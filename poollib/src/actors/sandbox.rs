mod actor;
mod messages;
mod process;
mod scratch;

use crate::config::SandboxConfig;
use crate::error::SandboxError;
use crate::types::{ExecutionId, Job, TaskOutput};
use actor::Actor;
use messages::SandboxMessage;
use scratch::ScratchDir;

use std::sync::Arc;
use tokio::sync::{mpsc, oneshot};
use uuid::Uuid;

/// A `Sandbox` which runs job scripts in throwaway scratch directories.
///
/// This struct is an actor handle. The actor only owns the set of running executions, so every
/// execution itself runs in the caller's task and any number of them can proceed at once. Clone
/// it freely; `shutdown` on any clone kills every execution still running.
#[derive(Clone)]
pub struct SandboxHandle {
    sender: mpsc::UnboundedSender<SandboxMessage>,
    config: Arc<SandboxConfig>,
}

impl SandboxHandle {
    pub fn spawn(config: SandboxConfig) -> Self {
        let (sender, inbox) = mpsc::unbounded_channel();
        Actor::spawn(inbox);
        Self {
            sender,
            config: Arc::new(config),
        }
    }

    pub fn config(&self) -> &SandboxConfig {
        &self.config
    }

    /// Run `job.script` to completion in a fresh scratch directory.
    ///
    /// The scratch directory is gone by the time this returns, whatever the outcome, and also if
    /// the returned future is dropped early.
    pub async fn execute(&self, job: &Job) -> Result<TaskOutput, SandboxError> {
        let execution_id = Uuid::new_v4();
        let (kill_tx, kill_rx) = oneshot::channel();
        let _tracked = self.track(execution_id, kill_tx).await?;

        let scratch = ScratchDir::create(&self.config.scratch_root, execution_id)
            .await
            .map_err(SandboxError::ScratchDir)?;
        tracing::debug!(job_id = %job.id, %execution_id, dir = ?scratch.path(), "created scratch directory");

        let child = process::spawn(&self.config.shell, &job.script, scratch.path())
            .map_err(SandboxError::Spawn)?;
        let output = process::run_to_completion(child, kill_rx).await;

        if let Err(err) = scratch.remove().await {
            tracing::warn!(%execution_id, error = %err, "failed to remove scratch directory");
        }
        output.map_err(SandboxError::Output)
    }

    /// Number of executions currently running.
    pub async fn running(&self) -> usize {
        let (tx, rx) = oneshot::channel();
        if self.sender.send(SandboxMessage::Running { response: tx }).is_err() {
            return 0;
        }
        rx.await.unwrap_or(0)
    }

    /// Kill every running execution and refuse new ones. Returns how many were killed.
    pub async fn shutdown(&self) -> usize {
        let (tx, rx) = oneshot::channel();
        if self.sender.send(SandboxMessage::Shutdown { response: tx }).is_err() {
            return 0;
        }
        rx.await.unwrap_or(0)
    }

    async fn track(
        &self,
        execution_id: ExecutionId,
        kill_tx: oneshot::Sender<()>,
    ) -> Result<Tracked, SandboxError> {
        let (tx, rx) = oneshot::channel();
        self.sender
            .send(SandboxMessage::Track {
                execution_id,
                kill_tx,
                response: tx,
            })
            .map_err(|_| SandboxError::Closed)?;
        match rx.await {
            Ok(true) => Ok(Tracked {
                execution_id,
                sender: self.sender.clone(),
            }),
            _ => Err(SandboxError::Closed),
        }
    }
}

/// Untracks its execution when dropped, whichever way the execution ended.
struct Tracked {
    execution_id: ExecutionId,
    sender: mpsc::UnboundedSender<SandboxMessage>,
}

impl Drop for Tracked {
    fn drop(&mut self) {
        let _ = self.sender.send(SandboxMessage::Untrack {
            execution_id: self.execution_id,
        });
    }
}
----------------
• _Required action_
For every line in the data above that has the string "async", return that line.

• _Written response_
    pub async fn execute(&self, job: &Job) -> Result<TaskOutput, SandboxError> {
    pub async fn running(&self) -> usize {
    pub async fn shutdown(&self) -> usize {
    async fn track(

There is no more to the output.